Dalam sambutannya secara virtual, Presiden Prabowo Subianto menyebut koperasi desa akan menjadi pusat kekuatan ekonomi rakyat. Ia menekankan bahwa koperasi akan menyerap hasil produksi masyarakat desa sekaligus mendistribusikan kebutuhan pokok dengan harga yang lebih terjangkau.
Menteri Koordinator Bidang Pangan Zulkifli Hasan yang turut hadir dalam acara tersebut menambahkan bahwa program ini merupakan bagian dari upaya menghadirkan keadilan ekonomi bagi masyarakat desa di Indonesia.

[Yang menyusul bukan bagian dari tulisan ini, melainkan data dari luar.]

//! Spatial index of road points
//!
//! A uniform grid keyed by floor-snapped cell coordinates. Each road point is
//! stored in every cell its influence circle (half the road width) overlaps,
//! so a single-cell scan answers "how strongly does a road influence this
//! point" without false negatives.
//!
//! Mutation (insert, clear) happens during the single-threaded generation
//! pass under the write lock. Afterwards many terrain consumers read
//! concurrently; the read lock keeps them from observing a half-inserted road.
//! Each reader thread caches the last cell it scanned, so readers never
//! contend on the cache.

use std::cell::RefCell;
use std::collections::HashMap;
use std::sync::atomic::{AtomicU64, Ordering};
use std::sync::Arc;

use parking_lot::RwLock;

use crate::config::IndexParams;
use crate::error::{Result, RoadError};
use crate::geometry::{smooth_step, WorldPoint, WorldRect};

use super::{RoadPoint, ZoneId};

/// Grid cell coordinate
pub type CellKey = (i32, i32);

/// Result of an influence query
#[derive(Clone, Copy, Debug, Default, PartialEq)]
pub struct RoadInfluence {
    /// 0 = no road, 1 = fully on the road surface
    pub weight: f32,
    /// Width of the road point with the strongest influence
    pub width: f32,
    /// Influence-weighted road surface height
    pub height: f32,
}

impl RoadInfluence {
    pub const NONE: RoadInfluence = RoadInfluence { weight: 0.0, width: 0.0, height: 0.0 };

    pub fn is_none(&self) -> bool {
        self.weight <= 0.0
    }
}

/// What happened when a road was inserted
#[derive(Clone, Debug, Default)]
pub struct InsertReport {
    /// The points as stored, after overlap blending
    pub points: Vec<RoadPoint>,
    /// Points that had an existing road point within the search radius
    pub overlapping: usize,
    /// Whether the overlap fraction was high enough to merge surfaces
    pub merged: bool,
}

#[derive(Default)]
struct IndexState {
    cells: HashMap<CellKey, Arc<Vec<RoadPoint>>>,
    /// Bumped on every mutation; invalidates the query cache
    revision: u64,
    point_count: usize,
    max_half_width: f32,
}

struct CachedCell {
    index_id: u64,
    revision: u64,
    key: CellKey,
    points: Option<Arc<Vec<RoadPoint>>>,
}

static NEXT_INDEX_ID: AtomicU64 = AtomicU64::new(0);

thread_local! {
    /// Last cell scanned on this thread, tagged with its index and revision
    static LAST_CELL: RefCell<Option<CachedCell>> = const { RefCell::new(None) };
}

/// Road point grid with overlap blending and influence queries.
pub struct RoadSpatialIndex {
    id: u64,
    params: IndexParams,
    state: RwLock<IndexState>,
}

impl RoadSpatialIndex {
    pub fn new(params: IndexParams) -> Self {
        Self {
            id: NEXT_INDEX_ID.fetch_add(1, Ordering::Relaxed),
            params,
            state: RwLock::new(IndexState::default()),
        }
    }

    pub fn params(&self) -> &IndexParams {
        &self.params
    }

    pub fn cell_of(&self, p: WorldPoint) -> CellKey {
        cell_of(p, self.params.cell_size)
    }

    /// Number of distinct road points
    pub fn point_count(&self) -> usize {
        self.state.read().point_count
    }

    pub fn cell_count(&self) -> usize {
        self.state.read().cells.len()
    }

    pub fn is_empty(&self) -> bool {
        self.state.read().point_count == 0
    }

    /// Drop every road point.
    pub fn clear(&self) {
        let mut state = self.state.write();
        state.cells.clear();
        state.point_count = 0;
        state.max_half_width = 0.0;
        state.revision += 1;
    }

    /// Register a road, blending its heights into roads already present.
    ///
    /// Every new point with existing road points within
    /// `width * overlap_search_factor` is pulled toward their
    /// distance-weighted mean height, in proportion to how close the nearest
    /// one is. When more than `overlap_threshold` of the road overlaps, the
    /// road is running along an existing one and overlapping points adopt the
    /// existing surface outright. Blend offsets fade out over
    /// `merge_feather_samples` points on either side of each overlapping run.
    ///
    /// Nothing is stored unless every point has a positive width and finite
    /// coordinates and height.
    pub fn insert_path(&self, path: &[RoadPoint], width: f32) -> Result<InsertReport> {
        if !(width > 0.0) || !width.is_finite() {
            return Err(RoadError::InvalidRoadWidth(width));
        }
        for (index, p) in path.iter().enumerate() {
            if !(p.width > 0.0) || !p.width.is_finite() {
                return Err(RoadError::InvalidRoadWidth(p.width));
            }
            if !p.position.is_finite() || !p.height.is_finite() {
                return Err(RoadError::NonFiniteRoadPoint { index });
            }
        }
        if path.is_empty() {
            return Ok(InsertReport::default());
        }

        let mut state = self.state.write();
        let radius = width * self.params.overlap_search_factor;
        let cell_size = self.params.cell_size;

        let targets: Vec<Option<(f32, f32)>> = path
            .iter()
            .map(|p| blended_target(&points_within(&state, cell_size, p.position, radius), radius))
            .collect();

        let overlapping = targets.iter().filter(|t| t.is_some()).count();
        let merged = overlapping as f32 / path.len() as f32 > self.params.overlap_threshold;

        let deltas: Vec<Option<f32>> = path
            .iter()
            .zip(&targets)
            .map(|(p, target)| {
                target.map(|(height, closeness)| {
                    let strength = if merged { 1.0 } else { closeness };
                    (height - p.height) * strength
                })
            })
            .collect();

        let offsets = feather_offsets(&deltas, self.params.merge_feather_samples);
        let points: Vec<RoadPoint> = path
            .iter()
            .zip(&offsets)
            .map(|(p, offset)| RoadPoint::new(p.position, p.width, p.height + offset))
            .collect();

        for p in &points {
            insert_point(&mut state, cell_size, *p);
        }
        state.point_count += points.len();
        state.revision += 1;

        Ok(InsertReport { points, overlapping, merged })
    }

    /// Road influence at `p`, from a scan of the single cell containing it.
    ///
    /// Weight is 1 within `inner_fraction` of a point's half-width and eases
    /// to 0 at the half-width; the strongest point wins.
    pub fn query_influence(&self, p: WorldPoint) -> RoadInfluence {
        let key = self.cell_of(p);
        let points = {
            let state = self.state.read();
            LAST_CELL.with(|cell| {
                let mut cached = cell.borrow_mut();
                match cached.as_ref() {
                    Some(c) if c.index_id == self.id && c.revision == state.revision && c.key == key => {
                        c.points.clone()
                    }
                    _ => {
                        let points = state.cells.get(&key).cloned();
                        *cached = Some(CachedCell {
                            index_id: self.id,
                            revision: state.revision,
                            key,
                            points: points.clone(),
                        });
                        points
                    }
                }
            })
        };

        let Some(points) = points else {
            return RoadInfluence::NONE;
        };

        let mut best = RoadInfluence::NONE;
        let mut weight_sum = 0.0f32;
        let mut height_sum = 0.0f32;
        for pt in points.iter() {
            let w = point_influence(pt, p, self.params.inner_fraction);
            if w <= 0.0 {
                continue;
            }
            weight_sum += w;
            height_sum += w * pt.height;
            if w > best.weight {
                best.weight = w;
                best.width = pt.width;
            }
        }
        if weight_sum > 0.0 {
            best.height = height_sum / weight_sum;
        }
        best
    }

    /// All road points whose influence circle reaches within `radius` of `p`.
    pub fn query_points_near(&self, p: WorldPoint, radius: f32) -> Vec<RoadPoint> {
        let state = self.state.read();
        let reach = radius + state.max_half_width;
        let rect = WorldRect::new(
            WorldPoint::new(p.x - reach, p.z - reach),
            WorldPoint::new(p.x + reach, p.z + reach),
        );
        let found: Vec<RoadPoint> = scan_rect(&state, self.params.cell_size, rect)
            .filter(|pt| pt.position.distance(p) <= radius + pt.half_width())
            .collect();
        found
    }

    /// All road points whose influence circle overlaps the terrain zone.
    pub fn query_points_in_zone(&self, zone: ZoneId) -> Vec<RoadPoint> {
        let state = self.state.read();
        let bounds = zone.bounds();
        let reach = state.max_half_width;
        let rect = WorldRect::new(
            WorldPoint::new(bounds.min.x - reach, bounds.min.z - reach),
            WorldPoint::new(bounds.max.x + reach, bounds.max.z + reach),
        );
        let found: Vec<RoadPoint> = scan_rect(&state, self.params.cell_size, rect)
            .filter(|pt| bounds.intersects_circle(pt.position, pt.half_width()))
            .collect();
        found
    }

    /// Snapshot of all cells sorted by key, replicas included.
    pub fn cells_sorted(&self) -> Vec<(CellKey, Vec<RoadPoint>)> {
        let state = self.state.read();
        let mut cells: Vec<(CellKey, Vec<RoadPoint>)> = state
            .cells
            .iter()
            .map(|(key, points)| (*key, points.as_ref().clone()))
            .collect();
        cells.sort_by_key(|(key, _)| *key);
        cells
    }

    /// Rebuild an index from stored cells, replicas included.
    pub fn from_cells(params: IndexParams, cells: Vec<(CellKey, Vec<RoadPoint>)>) -> Self {
        let index = Self::new(params);
        {
            let mut state = index.state.write();
            let cell_size = index.params.cell_size;
            for (key, points) in cells {
                for p in &points {
                    state.max_half_width = state.max_half_width.max(p.half_width());
                    if cell_of(p.position, cell_size) == key {
                        state.point_count += 1;
                    }
                }
                Arc::make_mut(state.cells.entry(key).or_default()).extend(points);
            }
            state.revision += 1;
        }
        index
    }
}

fn cell_of(p: WorldPoint, cell_size: f32) -> CellKey {
    ((p.x / cell_size).floor() as i32, (p.z / cell_size).floor() as i32)
}

fn insert_point(state: &mut IndexState, cell_size: f32, p: RoadPoint) {
    let hw = p.half_width();
    let (min_x, min_z) = cell_of(WorldPoint::new(p.position.x - hw, p.position.z - hw), cell_size);
    let (max_x, max_z) = cell_of(WorldPoint::new(p.position.x + hw, p.position.z + hw), cell_size);

    for cz in min_z..=max_z {
        for cx in min_x..=max_x {
            Arc::make_mut(state.cells.entry((cx, cz)).or_default()).push(p);
        }
    }
    state.max_half_width = state.max_half_width.max(hw);
}

/// Each point once: only taken from its home cell.
fn scan_rect<'a>(state: &'a IndexState, cell_size: f32, rect: WorldRect) -> impl Iterator<Item = RoadPoint> + 'a {
    let (min_x, min_z) = cell_of(rect.min, cell_size);
    let (max_x, max_z) = cell_of(rect.max, cell_size);

    (min_z..=max_z)
        .flat_map(move |cz| (min_x..=max_x).map(move |cx| (cx, cz)))
        .filter_map(move |key| state.cells.get(&key).map(|points| (key, points)))
        .flat_map(move |(key, points)| {
            points
                .iter()
                .filter(move |pt| cell_of(pt.position, cell_size) == key)
                .copied()
        })
}

fn points_within(state: &IndexState, cell_size: f32, p: WorldPoint, radius: f32) -> Vec<(f32, RoadPoint)> {
    let rect = WorldRect::new(
        WorldPoint::new(p.x - radius, p.z - radius),
        WorldPoint::new(p.x + radius, p.z + radius),
    );
    scan_rect(state, cell_size, rect)
        .map(|pt| (pt.position.distance(p), pt))
        .filter(|(d, _)| *d <= radius)
        .collect()
}

/// Distance-weighted mean height of `neighbors` and the closeness of the
/// nearest one (1 at zero distance, 0 at the search radius).
fn blended_target(neighbors: &[(f32, RoadPoint)], radius: f32) -> Option<(f32, f32)> {
    if neighbors.is_empty() {
        return None;
    }
    let mut weight_sum = 0.0f32;
    let mut height_sum = 0.0f32;
    let mut closeness = 0.0f32;
    for (d, pt) in neighbors {
        let w = (1.0 - d / radius).max(1e-3);
        weight_sum += w;
        height_sum += w * pt.height;
        closeness = closeness.max(w);
    }
    Some((height_sum / weight_sum, closeness))
}

/// Spread blend offsets to nearby non-overlapping points with a linear fade.
fn feather_offsets(deltas: &[Option<f32>], feather: usize) -> Vec<f32> {
    let n = deltas.len();
    (0..n)
        .map(|i| {
            if let Some(d) = deltas[i] {
                return d;
            }
            let lo = i.saturating_sub(feather);
            let hi = (i + feather).min(n - 1);
            let mut best: Option<(usize, f32)> = None;
            for (j, delta) in deltas.iter().enumerate().take(hi + 1).skip(lo) {
                if let Some(d) = delta {
                    let k = i.abs_diff(j);
                    if best.map_or(true, |(bk, _)| k < bk) {
                        best = Some((k, *d));
                    }
                }
            }
            match best {
                Some((k, d)) => d * (1.0 - k as f32 / (feather + 1) as f32),
                None => 0.0,
            }
        })
        .collect()
}

fn point_influence(pt: &RoadPoint, p: WorldPoint, inner_fraction: f32) -> f32 {
    let hw = pt.half_width();
    let inner = hw * inner_fraction;
    let d = pt.position.distance(p);
    if d <= inner {
        1.0
    } else if d >= hw {
        0.0
    } else {
        1.0 - smooth_step(inner, hw, d)
    }
}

Pemerintah pusat saat ini juga tengah merekrut puluhan ribu manajer koperasi untuk memastikan setiap unit berjalan profesional dan mampu menjadi penggerak ekonomi di tingkat akar rumput.
Dengan dimulainya operasional 1.061 koperasi di Kepri, Pemprov setempat berharap program ini mampu memutus rantai distribusi panjang yang selama ini membebani harga jual produk lokal. Langkah selanjutnya adalah pendampingan dan pelatihan bagi pengurus koperasi agar lembaga ini benar-benar menjadi tulang punggung ekonomi warga desa dan kelurahan.